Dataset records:

- - -

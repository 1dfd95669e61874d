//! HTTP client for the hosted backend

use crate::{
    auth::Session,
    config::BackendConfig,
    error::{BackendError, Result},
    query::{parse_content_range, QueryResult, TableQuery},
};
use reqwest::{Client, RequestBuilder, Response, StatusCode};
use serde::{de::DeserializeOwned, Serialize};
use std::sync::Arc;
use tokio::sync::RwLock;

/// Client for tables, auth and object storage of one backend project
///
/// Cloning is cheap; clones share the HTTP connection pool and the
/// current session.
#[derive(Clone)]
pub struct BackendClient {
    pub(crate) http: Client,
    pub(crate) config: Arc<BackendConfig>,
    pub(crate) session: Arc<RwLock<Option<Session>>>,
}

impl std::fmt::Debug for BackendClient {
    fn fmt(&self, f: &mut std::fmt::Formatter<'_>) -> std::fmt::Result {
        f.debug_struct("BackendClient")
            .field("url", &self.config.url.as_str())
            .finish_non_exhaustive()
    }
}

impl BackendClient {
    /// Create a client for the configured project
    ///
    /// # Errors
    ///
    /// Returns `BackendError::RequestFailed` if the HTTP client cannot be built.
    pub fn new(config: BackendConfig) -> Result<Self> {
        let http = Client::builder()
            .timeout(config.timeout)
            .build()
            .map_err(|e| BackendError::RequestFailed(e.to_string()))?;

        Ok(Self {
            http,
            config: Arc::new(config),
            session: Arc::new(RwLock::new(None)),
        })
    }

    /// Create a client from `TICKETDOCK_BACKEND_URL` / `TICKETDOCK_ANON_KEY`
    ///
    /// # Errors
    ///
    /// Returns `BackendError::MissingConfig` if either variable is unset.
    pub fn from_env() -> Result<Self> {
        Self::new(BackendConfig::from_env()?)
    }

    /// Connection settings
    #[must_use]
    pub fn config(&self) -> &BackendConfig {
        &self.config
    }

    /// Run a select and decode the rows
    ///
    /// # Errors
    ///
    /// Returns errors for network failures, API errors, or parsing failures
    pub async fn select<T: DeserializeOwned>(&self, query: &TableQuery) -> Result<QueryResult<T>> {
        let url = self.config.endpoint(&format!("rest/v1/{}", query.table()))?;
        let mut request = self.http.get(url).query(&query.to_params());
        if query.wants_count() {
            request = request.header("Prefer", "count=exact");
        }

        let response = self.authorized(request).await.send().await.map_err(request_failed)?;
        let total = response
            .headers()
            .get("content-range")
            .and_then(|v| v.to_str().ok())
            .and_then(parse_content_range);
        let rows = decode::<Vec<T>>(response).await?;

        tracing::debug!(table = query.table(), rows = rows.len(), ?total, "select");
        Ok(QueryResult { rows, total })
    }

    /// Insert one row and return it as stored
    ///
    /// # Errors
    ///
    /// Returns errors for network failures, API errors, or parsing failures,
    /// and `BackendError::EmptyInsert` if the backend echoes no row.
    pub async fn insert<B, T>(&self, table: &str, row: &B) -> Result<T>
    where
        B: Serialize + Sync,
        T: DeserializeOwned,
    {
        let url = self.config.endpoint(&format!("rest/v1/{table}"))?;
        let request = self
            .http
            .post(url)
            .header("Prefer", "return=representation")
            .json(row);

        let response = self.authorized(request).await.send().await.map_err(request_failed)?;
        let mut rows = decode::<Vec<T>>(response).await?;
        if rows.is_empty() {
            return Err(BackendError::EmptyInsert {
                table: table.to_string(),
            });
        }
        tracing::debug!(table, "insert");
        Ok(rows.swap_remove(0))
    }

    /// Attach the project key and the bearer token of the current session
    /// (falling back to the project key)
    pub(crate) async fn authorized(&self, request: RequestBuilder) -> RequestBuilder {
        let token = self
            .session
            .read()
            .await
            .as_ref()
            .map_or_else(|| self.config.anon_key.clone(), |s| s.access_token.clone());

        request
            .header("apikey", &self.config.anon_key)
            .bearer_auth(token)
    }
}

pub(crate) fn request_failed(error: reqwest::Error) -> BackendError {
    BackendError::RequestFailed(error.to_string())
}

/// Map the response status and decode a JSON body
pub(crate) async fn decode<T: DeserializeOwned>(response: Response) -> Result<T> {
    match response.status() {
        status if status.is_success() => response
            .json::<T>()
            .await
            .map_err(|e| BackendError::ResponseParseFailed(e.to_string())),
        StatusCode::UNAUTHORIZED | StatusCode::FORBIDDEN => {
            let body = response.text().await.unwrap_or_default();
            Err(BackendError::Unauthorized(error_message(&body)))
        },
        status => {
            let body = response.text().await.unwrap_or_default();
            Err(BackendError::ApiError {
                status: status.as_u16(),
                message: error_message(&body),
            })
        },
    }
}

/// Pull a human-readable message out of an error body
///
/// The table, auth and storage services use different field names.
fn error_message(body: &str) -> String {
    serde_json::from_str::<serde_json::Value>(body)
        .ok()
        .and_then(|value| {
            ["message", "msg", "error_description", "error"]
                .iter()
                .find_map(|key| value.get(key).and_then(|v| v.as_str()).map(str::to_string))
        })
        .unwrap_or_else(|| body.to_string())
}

- - -

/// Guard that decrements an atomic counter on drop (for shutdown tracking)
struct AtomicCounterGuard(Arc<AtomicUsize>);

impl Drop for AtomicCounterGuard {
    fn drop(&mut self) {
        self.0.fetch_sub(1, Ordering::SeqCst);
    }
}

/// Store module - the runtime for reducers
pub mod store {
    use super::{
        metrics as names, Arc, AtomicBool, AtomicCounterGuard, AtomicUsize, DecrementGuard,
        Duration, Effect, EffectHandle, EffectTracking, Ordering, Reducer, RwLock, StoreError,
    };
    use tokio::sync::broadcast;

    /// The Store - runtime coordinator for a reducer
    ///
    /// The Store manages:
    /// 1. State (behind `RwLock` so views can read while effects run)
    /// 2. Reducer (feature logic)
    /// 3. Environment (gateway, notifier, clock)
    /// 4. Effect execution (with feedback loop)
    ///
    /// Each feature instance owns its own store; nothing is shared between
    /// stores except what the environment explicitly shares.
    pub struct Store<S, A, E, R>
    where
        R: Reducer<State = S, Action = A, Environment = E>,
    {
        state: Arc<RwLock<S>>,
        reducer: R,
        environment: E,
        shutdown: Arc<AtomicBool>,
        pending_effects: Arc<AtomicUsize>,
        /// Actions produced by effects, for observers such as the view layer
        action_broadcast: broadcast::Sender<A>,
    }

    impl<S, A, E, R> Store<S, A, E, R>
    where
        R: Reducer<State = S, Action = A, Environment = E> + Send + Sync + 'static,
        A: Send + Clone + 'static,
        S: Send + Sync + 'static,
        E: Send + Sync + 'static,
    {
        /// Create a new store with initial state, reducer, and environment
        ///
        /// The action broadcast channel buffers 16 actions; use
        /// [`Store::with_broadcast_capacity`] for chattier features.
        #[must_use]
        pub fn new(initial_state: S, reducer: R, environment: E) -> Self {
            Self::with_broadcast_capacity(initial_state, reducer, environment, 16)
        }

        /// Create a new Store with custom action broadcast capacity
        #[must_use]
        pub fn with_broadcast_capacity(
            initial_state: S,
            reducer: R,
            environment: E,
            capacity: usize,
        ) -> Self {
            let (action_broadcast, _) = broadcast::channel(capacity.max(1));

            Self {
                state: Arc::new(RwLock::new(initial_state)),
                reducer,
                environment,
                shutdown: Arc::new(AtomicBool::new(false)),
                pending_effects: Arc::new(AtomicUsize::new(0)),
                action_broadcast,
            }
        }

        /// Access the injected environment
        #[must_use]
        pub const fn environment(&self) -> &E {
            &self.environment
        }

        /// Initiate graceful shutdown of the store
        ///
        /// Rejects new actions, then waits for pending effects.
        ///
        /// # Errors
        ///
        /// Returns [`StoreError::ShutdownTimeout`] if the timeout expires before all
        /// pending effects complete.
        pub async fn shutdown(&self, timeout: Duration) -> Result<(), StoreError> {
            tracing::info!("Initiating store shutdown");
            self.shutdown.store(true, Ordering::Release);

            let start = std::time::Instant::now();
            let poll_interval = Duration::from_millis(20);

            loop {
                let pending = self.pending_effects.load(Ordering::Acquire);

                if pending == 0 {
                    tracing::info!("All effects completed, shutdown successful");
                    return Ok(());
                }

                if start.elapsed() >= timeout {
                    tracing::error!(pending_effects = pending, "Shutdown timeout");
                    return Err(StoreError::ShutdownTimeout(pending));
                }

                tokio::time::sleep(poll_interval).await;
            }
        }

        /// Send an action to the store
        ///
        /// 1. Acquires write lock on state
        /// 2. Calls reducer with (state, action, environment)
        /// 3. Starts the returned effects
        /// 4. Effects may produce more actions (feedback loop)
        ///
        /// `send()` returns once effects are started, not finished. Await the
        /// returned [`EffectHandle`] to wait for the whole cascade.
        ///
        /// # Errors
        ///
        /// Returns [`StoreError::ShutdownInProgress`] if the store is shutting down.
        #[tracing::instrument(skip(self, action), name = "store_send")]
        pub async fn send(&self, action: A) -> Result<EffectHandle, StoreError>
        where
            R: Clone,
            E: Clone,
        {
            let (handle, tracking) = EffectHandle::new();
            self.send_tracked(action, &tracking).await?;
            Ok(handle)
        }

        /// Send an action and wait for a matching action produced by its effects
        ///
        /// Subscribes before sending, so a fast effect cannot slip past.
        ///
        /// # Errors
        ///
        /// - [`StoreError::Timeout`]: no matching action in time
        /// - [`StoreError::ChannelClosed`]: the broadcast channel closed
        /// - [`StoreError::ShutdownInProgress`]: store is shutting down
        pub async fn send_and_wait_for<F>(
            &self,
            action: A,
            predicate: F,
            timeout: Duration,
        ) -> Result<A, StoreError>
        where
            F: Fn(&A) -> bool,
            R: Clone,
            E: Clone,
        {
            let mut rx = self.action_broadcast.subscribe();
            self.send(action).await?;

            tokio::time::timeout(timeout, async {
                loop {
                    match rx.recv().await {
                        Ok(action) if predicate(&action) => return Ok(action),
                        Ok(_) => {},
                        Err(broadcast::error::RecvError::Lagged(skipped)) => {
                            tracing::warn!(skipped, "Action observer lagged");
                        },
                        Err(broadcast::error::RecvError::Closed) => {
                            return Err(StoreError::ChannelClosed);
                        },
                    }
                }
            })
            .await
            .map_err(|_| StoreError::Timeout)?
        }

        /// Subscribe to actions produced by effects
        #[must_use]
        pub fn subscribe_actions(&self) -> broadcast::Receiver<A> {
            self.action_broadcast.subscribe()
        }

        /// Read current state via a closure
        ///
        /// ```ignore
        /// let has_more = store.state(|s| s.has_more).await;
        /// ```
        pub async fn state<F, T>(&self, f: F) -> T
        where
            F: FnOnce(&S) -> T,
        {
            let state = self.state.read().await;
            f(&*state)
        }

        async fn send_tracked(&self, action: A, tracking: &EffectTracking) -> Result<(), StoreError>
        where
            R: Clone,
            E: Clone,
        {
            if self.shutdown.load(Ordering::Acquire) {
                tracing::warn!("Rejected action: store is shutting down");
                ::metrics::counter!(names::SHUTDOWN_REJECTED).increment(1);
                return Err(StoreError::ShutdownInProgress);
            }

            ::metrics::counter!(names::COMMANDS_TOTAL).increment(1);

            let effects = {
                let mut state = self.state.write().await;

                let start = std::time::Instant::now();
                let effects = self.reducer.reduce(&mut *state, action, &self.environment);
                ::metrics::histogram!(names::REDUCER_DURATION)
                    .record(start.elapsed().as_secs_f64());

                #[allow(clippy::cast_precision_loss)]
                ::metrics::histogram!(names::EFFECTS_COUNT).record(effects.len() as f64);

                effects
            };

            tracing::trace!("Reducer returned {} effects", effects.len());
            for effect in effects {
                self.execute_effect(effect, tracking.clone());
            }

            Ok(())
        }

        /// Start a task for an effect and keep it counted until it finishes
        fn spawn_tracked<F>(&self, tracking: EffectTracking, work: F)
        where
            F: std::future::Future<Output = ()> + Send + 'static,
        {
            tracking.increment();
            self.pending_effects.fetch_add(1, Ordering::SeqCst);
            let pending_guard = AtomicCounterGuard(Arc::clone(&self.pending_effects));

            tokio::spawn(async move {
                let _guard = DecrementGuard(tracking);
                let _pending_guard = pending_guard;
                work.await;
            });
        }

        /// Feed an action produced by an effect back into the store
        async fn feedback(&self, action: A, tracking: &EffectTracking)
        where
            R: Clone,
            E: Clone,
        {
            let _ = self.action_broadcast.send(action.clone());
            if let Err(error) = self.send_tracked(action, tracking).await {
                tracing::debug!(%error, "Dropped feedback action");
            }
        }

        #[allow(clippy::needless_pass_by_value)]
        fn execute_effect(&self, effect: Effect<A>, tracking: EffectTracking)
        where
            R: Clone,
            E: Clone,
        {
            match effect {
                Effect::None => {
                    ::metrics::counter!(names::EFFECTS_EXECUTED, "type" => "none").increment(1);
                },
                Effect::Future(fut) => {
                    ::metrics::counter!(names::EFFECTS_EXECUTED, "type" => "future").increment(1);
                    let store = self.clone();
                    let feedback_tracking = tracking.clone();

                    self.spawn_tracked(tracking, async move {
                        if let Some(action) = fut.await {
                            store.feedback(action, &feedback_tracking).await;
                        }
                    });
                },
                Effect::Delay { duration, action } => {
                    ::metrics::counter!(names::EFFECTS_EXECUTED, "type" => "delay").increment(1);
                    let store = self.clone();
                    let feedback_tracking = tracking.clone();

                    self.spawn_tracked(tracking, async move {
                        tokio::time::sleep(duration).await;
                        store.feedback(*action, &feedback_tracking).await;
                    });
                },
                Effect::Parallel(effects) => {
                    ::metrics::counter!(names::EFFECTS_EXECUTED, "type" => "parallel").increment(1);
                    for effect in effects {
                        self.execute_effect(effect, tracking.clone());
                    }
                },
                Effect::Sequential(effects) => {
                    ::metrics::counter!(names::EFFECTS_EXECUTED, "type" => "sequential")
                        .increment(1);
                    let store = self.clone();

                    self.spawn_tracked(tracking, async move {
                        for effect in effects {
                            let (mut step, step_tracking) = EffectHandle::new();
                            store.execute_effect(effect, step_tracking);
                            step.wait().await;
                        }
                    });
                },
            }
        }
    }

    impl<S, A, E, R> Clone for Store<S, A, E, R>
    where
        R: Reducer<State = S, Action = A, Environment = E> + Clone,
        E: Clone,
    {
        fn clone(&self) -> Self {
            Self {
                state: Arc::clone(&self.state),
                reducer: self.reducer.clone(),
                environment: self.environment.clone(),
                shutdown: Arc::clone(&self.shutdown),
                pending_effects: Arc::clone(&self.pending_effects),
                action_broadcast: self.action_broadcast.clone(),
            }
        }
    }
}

- - -

* ACTION ITEM: Every line of the data above that contains the word "BackendClient" should be counted; please give the total alone.

* RESULT: 4